第11章 新年度 3年生
「だから代わるよ」
「え?」
突然の雅紀の申し出に、ニノはキョトンとして。
「ニノ、翔くんの挨拶見たいでしょ?」
「うん、見たい」
雅紀の問いかけにも珍しく素直に答えてる。
「だから受付は俺たちが代わるからさ、行っていいよ……って、これは風ぽんからの提案なんだけど。だから風ぽんに感謝しろよ」
ポンとニノの肩を叩く雅紀の隣で、風間がそんなことわざわざ言わなくていいよって顔を赤らめてる。

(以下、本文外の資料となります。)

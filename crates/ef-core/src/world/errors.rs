//! Core error types.
//!
//! The turn loop itself never fails: numeric edge cases are clamped and
//! resource exhaustion degrades to silent allocation failure. Errors exist
//! only at the save/restore boundary.

use thiserror::Error;

/// Errors from the save/restore boundary.
#[derive(Error, Debug)]
pub enum SaveError {
    #[error("could not access save path '{path}': {source}")]
    Io {
        path: String,
        #[source]
        source: std::io::Error,
    },

    #[error("save data is not valid: {0}")]
    Format(#[from] serde_json::Error),

    #[error("no save directory could be determined")]
    NoSaveDir,
}
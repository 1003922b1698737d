//! Core simulation constants.
//!
//! Unit system: an actor may act once its energy accumulator reaches
//! [`ENERGY_TO_ACT`]; one scheduler pass is one game tick, and ten ticks
//! make one world-event unit.

/// Energy an actor must bank before it is allowed to act.
pub const ENERGY_TO_ACT: i32 = 100;

/// Minimum energy an action may cost, enforced after all discounts.
pub const MIN_ENERGY_USE: i32 = 50;

/// Speed rating of an unhasted, unslowed human.
pub const NORMAL_SPEED: u8 = 110;

/// World-event sweeps run once per this many scheduler passes.
pub const WORLD_SWEEP_INTERVAL: u32 = 10;

/// Energy gained per tick, indexed by speed rating (clamped to 0..=199).
///
/// Speed 110 gains 10/tick; +10 speed gains 20/tick, so a hasted actor
/// acts twice as often. The table saturates at both ends.
#[rustfmt::skip]
pub const EXTRACT_ENERGY: [u8; 200] = [
    // Slowest
     1,  1,  1,  1,  1,  1,  1,  1,  1,  1,
     1,  1,  1,  1,  1,  1,  1,  1,  1,  1,
     2,  2,  2,  2,  2,  2,  2,  2,  2,  2,
     2,  2,  2,  2,  2,  2,  2,  2,  2,  2,
     3,  3,  3,  3,  3,  3,  3,  3,  3,  3,
     3,  3,  3,  3,  3,  3,  3,  3,  3,  3,
     3,  3,  3,  4,  4,  4,  4,  4,  4,  4,
     4,  4,  4,  4,  4,  4,  4,  5,  5,  5,
     5,  5,  5,  5,  5,  6,  6,  6,  6,  6,
     6,  7,  7,  7,  7,  7,  8,  8,  8,  9,
    // Normal (speed 110 = index 110)
    10, 11, 12, 13, 14, 15, 16, 17, 18, 19,
    20, 21, 22, 23, 24, 25, 26, 27, 28, 29,
    30, 31, 32, 33, 34, 35, 36, 36, 37, 37,
    38, 38, 39, 39, 40, 40, 40, 41, 41, 41,
    42, 42, 42, 43, 43, 43, 44, 44, 44, 44,
    45, 45, 45, 45, 45, 46, 46, 46, 46, 46,
    47, 47, 47, 47, 47, 48, 48, 48, 48, 48,
    49, 49, 49, 49, 49, 49, 49, 49, 49, 49,
    49, 49, 49, 49, 49, 49, 49, 49, 49, 49,
    49, 49, 49, 49, 49, 49, 49, 49, 49, 49,
];

/// Energy gained per tick for a given speed rating (pure lookup).
pub const fn extract_energy(speed: u8) -> i32 {
    let idx = if speed as usize >= EXTRACT_ENERGY.len() {
        EXTRACT_ENERGY.len() - 1
    } else {
        speed as usize
    };
    EXTRACT_ENERGY[idx] as i32
}

/// Upper clamp for every timed-status counter.
pub const MAX_STATUS: i32 = 10_000;

/// Inventory slots before the pack overflows.
pub const INVEN_PACK: usize = 23;

/// Poison above this counts as the severe damage tier.
pub const POISON_SEVERE: i32 = 300;
/// Poison above this (and at or below severe) is the moderate tier.
pub const POISON_MODERATE: i32 = 100;

/// Cut above this is a mortal wound: heavy bleeding, no natural healing.
pub const CUT_MORTAL: i32 = 1_000;
/// Cut above this is a severe wound.
pub const CUT_SEVERE: i32 = 200;

/// Stun above this is heavy stun (worse casting penalty).
pub const STUN_HEAVY: i32 = 50;

/// Food counter limits and thresholds.
pub const PY_FOOD_MAX: i32 = 15_000;
pub const PY_FOOD_FULL: i32 = 10_000;
pub const PY_FOOD_ALERT: i32 = 2_000;
pub const PY_FOOD_WEAK: i32 = 1_000;
pub const PY_FOOD_FAINT: i32 = 500;
pub const PY_FOOD_STARVE: i32 = 100;

/// Regeneration rates (scaled; see `world::process::regen_hp`).
pub const PY_REGEN_NORMAL: i32 = 197;
pub const PY_REGEN_WEAK: i32 = 98;
pub const PY_REGEN_FAINT: i32 = 33;
/// Fixed-point bases added before the >>16 extraction.
pub const PY_REGEN_HPBASE: i32 = 1_442;
pub const PY_REGEN_MNBASE: i32 = 524;

/// Number of game ticks from one dawn to the next.
pub const DAY_CYCLE: u32 = 100_000;

/// Closing time: the world ends at this turn.
pub const CLOSING_TURN: u32 = 2_000_000;
/// First and final closing warnings precede the end by these margins.
pub const CLOSING_WARN_FIRST: u32 = 3_000;
pub const CLOSING_WARN_FINAL: u32 = 1_000;

/// One-in-this chance of a wandering monster per world sweep.
pub const MONSTER_ALLOC_CHANCE: u32 = 160;

/// Black Breath gnaws at the player once per this many ticks.
pub const BLACK_BREATH_INTERVAL: u32 = 5_000;

/// Live-monster arena capacity; compaction runs before this is hit.
pub const MAX_MONSTERS: usize = 1_024;

/// Ordinary resting only checks for keypresses on this turn granularity.
pub const REST_POLL_INTERVAL: u32 = 16;

/// Number of player stats (STR, INT, WIS, DEX, CON, CHR).
pub const NUM_STATS: usize = 6;

pub const A_STR: usize = 0;
pub const A_INT: usize = 1;
pub const A_WIS: usize = 2;
pub const A_DEX: usize = 3;
pub const A_CON: usize = 4;
pub const A_CHR: usize = 5;

#[cfg(test)]
mod tests {
    use super::*;

    #[test]
    fn normal_speed_gains_ten() {
        assert_eq!(extract_energy(NORMAL_SPEED), 10);
    }

    #[test]
    fn hasted_speed_doubles_gain() {
        assert_eq!(extract_energy(NORMAL_SPEED + 10), 20);
    }

    #[test]
    fn table_saturates() {
        assert_eq!(extract_energy(0), 1);
        assert_eq!(extract_energy(255), 49);
    }

    #[test]
    fn gain_is_monotonic_in_speed() {
        for s in 0..199u8 {
            assert!(extract_energy(s) <= extract_energy(s + 1));
        }
    }
}
//! Game options carried with the save.

use serde::{Deserialize, Serialize};

/// Player-tunable and debug options.
#[derive(Debug, Clone, Serialize, Deserialize)]
pub struct Options {
    /// Wizard (debug) mode: extra diagnostics, no score.
    pub wizard: bool,

    /// Autosave every `autosave_freq` world sweeps (0 disables).
    pub autosave_freq: u32,

    /// Stop resting/running on any monster appearing in view.
    pub disturb_near: bool,

    /// Show the level feeling as soon as it unlocks.
    pub show_feelings: bool,
}

impl Default for Options {
    fn default() -> Self {
        Self {
            wizard: false,
            autosave_freq: 50,
            disturb_near: true,
            show_feelings: true,
        }
    }
}

impl Options {
    /// Ticks between autosaves, or None when disabled.
    pub fn autosave_interval(&self) -> Option<u32> {
        if self.autosave_freq == 0 {
            None
        } else {
            Some(self.autosave_freq * crate::consts::WORLD_SWEEP_INTERVAL)
        }
    }
}

#[cfg(test)]
mod tests {
    use super::*;

    #[test]
    fn autosave_interval_scales_by_sweep() {
        let mut opts = Options::default();
        opts.autosave_freq = 3;
        assert_eq!(opts.autosave_interval(), Some(30));
        opts.autosave_freq = 0;
        assert_eq!(opts.autosave_interval(), None);
    }
}
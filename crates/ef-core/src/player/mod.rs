//! The player actor.

pub mod status;

use serde::{Deserialize, Serialize};

use crate::action::Direction;
use crate::consts::{
    extract_energy, A_CON, INVEN_PACK, NORMAL_SPEED, NUM_STATS, PY_FOOD_FULL, PY_FOOD_MAX,
};
use crate::object::Object;
use crate::world::clock::DayPhase;
use crate::world::level::Pos;
use status::{StatusBag, StatusKind};

/// How long a rest was asked for.
#[derive(Debug, Clone, Copy, PartialEq, Eq, Serialize, Deserialize)]
pub enum RestMode {
    /// Rest a fixed number of turns.
    Turns(i32),
    /// Rest until HP and SP are both full.
    UntilHealed,
    /// Rest until healed and every affliction has cleared.
    UntilRested,
    /// Rest until the next dawn or dusk boundary.
    UntilDaybreak,
}

/// Multi-turn activity state.
///
/// The classic sources treat resting/running as flags re-checked every
/// scheduler pass rather than real suspension; this is that state machine
/// made explicit.
#[derive(Debug, Clone, Copy, PartialEq, Eq, Default, Serialize, Deserialize)]
pub enum Activity {
    #[default]
    Idle,
    Resting(RestMode),
    Running(Direction),
    Repeating(u16),
}

impl Activity {
    pub const fn is_idle(&self) -> bool {
        matches!(self, Activity::Idle)
    }

    pub const fn is_resting(&self) -> bool {
        matches!(self, Activity::Resting(_))
    }
}

/// An assumed shape. Sunrise forces a return to true form.
#[derive(Debug, Clone, Copy, PartialEq, Eq, Serialize, Deserialize)]
pub enum Form {
    Bat,
    Wolf,
    Mist,
}

/// Innate and class abilities the turn loop consults.
#[derive(Debug, Clone, Copy, Default, Serialize, Deserialize)]
pub struct Abilities {
    /// Casting energy discount scaling with level margin.
    pub fast_cast: bool,
    /// Heals a fraction of max HP on successful casts.
    pub harmony: bool,
    /// +1 on poison/stun/cut recovery.
    pub hardy: bool,
    /// Statuses recover at double rate; recovery adjustment x1.5.
    pub divine_recovery: bool,
    /// Beneficial statuses decay every other sweep only.
    pub enhanced_magic: bool,
    /// Innate regeneration (stacks with the item flag).
    pub regeneration: bool,
    /// Carries the Black Breath.
    pub black_breath: bool,
}

/// The player character.
#[derive(Debug, Clone, Serialize, Deserialize)]
pub struct Player {
    pub name: String,
    pub level: i32,
    pub exp: i32,

    /// Current and maximum stats (STR, INT, WIS, DEX, CON, CHR).
    pub stat_cur: [i32; NUM_STATS],
    pub stat_max: [i32; NUM_STATS],

    pub chp: i32,
    pub mhp: i32,
    /// Fixed-point fraction carried between regeneration passes.
    pub chp_frac: u32,

    pub csp: i32,
    pub msp: i32,
    pub csp_frac: u32,

    /// Base speed rating before haste/slow statuses.
    pub base_speed: u8,

    /// Banked action energy; acting requires `ENERGY_TO_ACT`.
    pub energy: i32,
    /// Energy cost of the action just taken.
    pub energy_use: i32,

    /// Food counter, `0..=PY_FOOD_MAX`.
    pub food: i32,

    pub statuses: StatusBag,
    pub abilities: Abilities,
    /// Currently assumed shape, if any.
    pub form: Option<Form>,
    pub activity: Activity,
    /// Turns spent in the current rest, for the 16-turn poll granularity.
    pub rest_turns: u32,
    /// Day phase when an until-daybreak rest began; the rest ends once the
    /// phase differs. Player actions land every several ticks, so testing
    /// for the exact boundary tick would usually miss it.
    pub rest_phase: Option<DayPhase>,
    /// Actively searching (counts as resting for regeneration).
    pub searching: bool,

    pub pos: Pos,
    /// Depth the word of recall returns to.
    pub recall_depth: u32,

    pub inventory: Vec<Object>,
    pub equipment: Vec<Object>,

    /// Bitmask of spells successfully cast at least once.
    pub spell_worked: u64,
    /// The two specialty power pools with above-linear drain.
    pub heighten_power: i32,
    pub speed_boost: i32,

    pub is_dead: bool,
}

impl Default for Player {
    fn default() -> Self {
        Self {
            name: String::new(),
            level: 1,
            exp: 0,
            stat_cur: [10; NUM_STATS],
            stat_max: [10; NUM_STATS],
            chp: 20,
            mhp: 20,
            chp_frac: 0,
            csp: 10,
            msp: 10,
            csp_frac: 0,
            base_speed: NORMAL_SPEED,
            energy: 0,
            energy_use: 0,
            food: PY_FOOD_FULL - 1,
            statuses: StatusBag::new(),
            abilities: Abilities::default(),
            form: None,
            activity: Activity::Idle,
            rest_turns: 0,
            rest_phase: None,
            searching: false,
            pos: Pos::default(),
            recall_depth: 0,
            inventory: Vec::new(),
            equipment: Vec::new(),
            spell_worked: 0,
            heighten_power: 0,
            speed_boost: 0,
            is_dead: false,
        }
    }
}

impl Player {
    pub fn new(name: impl Into<String>) -> Self {
        Self {
            name: name.into(),
            ..Self::default()
        }
    }

    /// Effective speed rating after haste/slow and the speed-boost pool.
    pub fn speed(&self) -> u8 {
        let mut speed = self.base_speed as i32;
        if self.statuses.has(StatusKind::Fast) {
            speed += 10;
        }
        if self.statuses.has(StatusKind::Slow) {
            speed -= 10;
        }
        if self.speed_boost > 0 {
            speed += (self.speed_boost / 20).min(10);
        }
        speed.clamp(0, 199) as u8
    }

    /// Energy gained per scheduler tick.
    pub fn energy_gain(&self) -> i32 {
        extract_energy(self.speed())
    }

    /// Whether HP and SP are both at maximum.
    pub fn fully_healed(&self) -> bool {
        self.chp >= self.mhp && self.csp >= self.msp
    }

    /// Heal up to `amount` HP; returns the amount actually restored.
    pub fn heal(&mut self, amount: i32) -> i32 {
        let healed = amount.max(0).min(self.mhp - self.chp);
        self.chp += healed;
        healed
    }

    /// Reduce a stat's current value by `loss` points.
    ///
    /// Permanent drains lower the maximum too. Values saturate at 3; this
    /// never fails.
    pub fn dec_stat(&mut self, stat: usize, loss: i32, permanent: bool) {
        let cur = &mut self.stat_cur[stat];
        *cur = (*cur - loss.max(0)).max(3);
        if permanent {
            let max = &mut self.stat_max[stat];
            *max = (*max - loss.max(0)).max(3);
        }
    }

    /// Constitution-derived recovery adjustment for poison/stun/cut.
    pub fn recovery_adjustment(&self) -> i32 {
        let con = self.stat_cur[A_CON];
        let base = match con {
            i32::MIN..=6 => 0,
            7..=14 => 1,
            15..=17 => 2,
            18..=21 => 3,
            22..=25 => 4,
            _ => 5,
        };
        let mut adj = base + if self.abilities.hardy { 1 } else { 0 };
        if self.abilities.divine_recovery {
            adj = adj * 3 / 2;
        }
        adj.max(1)
    }

    /// Gain `amount` of food, clamped to the maximum.
    pub fn feed(&mut self, amount: i32) {
        self.food = (self.food + amount.max(0)).min(PY_FOOD_MAX);
    }

    /// Whether the pack holds more than it has slots for.
    pub fn pack_overflowing(&self) -> bool {
        self.inventory.len() > INVEN_PACK
    }

    /// Stop any multi-turn activity.
    pub fn cancel_activity(&mut self) {
        self.activity = Activity::Idle;
        self.rest_turns = 0;
        self.rest_phase = None;
    }

    /// The wielded light source, if any.
    pub fn light_source_mut(&mut self) -> Option<&mut Object> {
        self.equipment.iter_mut().find(|o| o.kind.is_light())
    }
}

#[cfg(test)]
mod tests {
    use super::*;
    use crate::object::{Object, ObjectKind};

    #[test]
    fn speed_reflects_haste_and_slow() {
        let mut p = Player::default();
        assert_eq!(p.speed(), NORMAL_SPEED);
        p.statuses.set(StatusKind::Fast, 10);
        assert_eq!(p.speed(), NORMAL_SPEED + 10);
        p.statuses.set(StatusKind::Slow, 10);
        assert_eq!(p.speed(), NORMAL_SPEED);
    }

    #[test]
    fn dec_stat_saturates_at_three() {
        let mut p = Player::default();
        p.dec_stat(A_CON, 100, false);
        assert_eq!(p.stat_cur[A_CON], 3);
        assert_eq!(p.stat_max[A_CON], 10);
        p.dec_stat(A_CON, 2, true);
        assert_eq!(p.stat_max[A_CON], 8);
    }

    #[test]
    fn recovery_adjustment_traits() {
        let mut p = Player::default();
        assert_eq!(p.recovery_adjustment(), 1);
        p.abilities.hardy = true;
        assert_eq!(p.recovery_adjustment(), 2);
        p.abilities.divine_recovery = true;
        assert_eq!(p.recovery_adjustment(), 3);
    }

    #[test]
    fn pack_overflow_threshold() {
        let mut p = Player::default();
        for _ in 0..INVEN_PACK {
            p.inventory.push(Object::new(ObjectKind::Potion));
        }
        assert!(!p.pack_overflowing());
        p.inventory.push(Object::new(ObjectKind::Potion));
        assert!(p.pack_overflowing());
    }
}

それを聞いたニノは感極まったように風間に飛びついた。
「風間っ!ありがとうっ!」
「わっ!!」
「危なっ」
でも、智と違って受け止め慣れていない風間はニノごとひっくり返りそうになって。
雅紀が慌てて手を伸ばして2人を支えた。
「おい!ニノ!危ねーだろ!ってか俺には礼はないのかよ!」
「風間ー♡」
ブーブー文句を言う雅紀を完全スルーして、ニノは風間をぎゅうぎゅう抱き締める。
「ありがとう♡ほんとにうれしい♡」
「気にしないでいいから。ほら、始まっちゃうから早く行って?」
風間は照れくさそうに笑うと、そっとニノを剥がしてその背中を優しく押した。
「おい!無視すんな!」
「ほんとにほんとにありがとう!行ってきます!」
「おい!」
最後まで雅紀は無視して、風間にだけ手を振ってニノが走り出す。
「2人も行っていいよ。ニノを1人にしない方がいいでしょ?」
風間はニノに手を振り返しながら、俺たちにも早く行くよう促してくれて。
本当に俺たちのことよく分かってる。
俺が残るつもりだったけど、ここは甘えさせてもらおう。
「悪いな、頼むよ」
「うん、任せて」
「ニノ、待って!」
雅紀と風間に感謝しながら、だいぶ先を走るニノを智と急いで追い掛けた。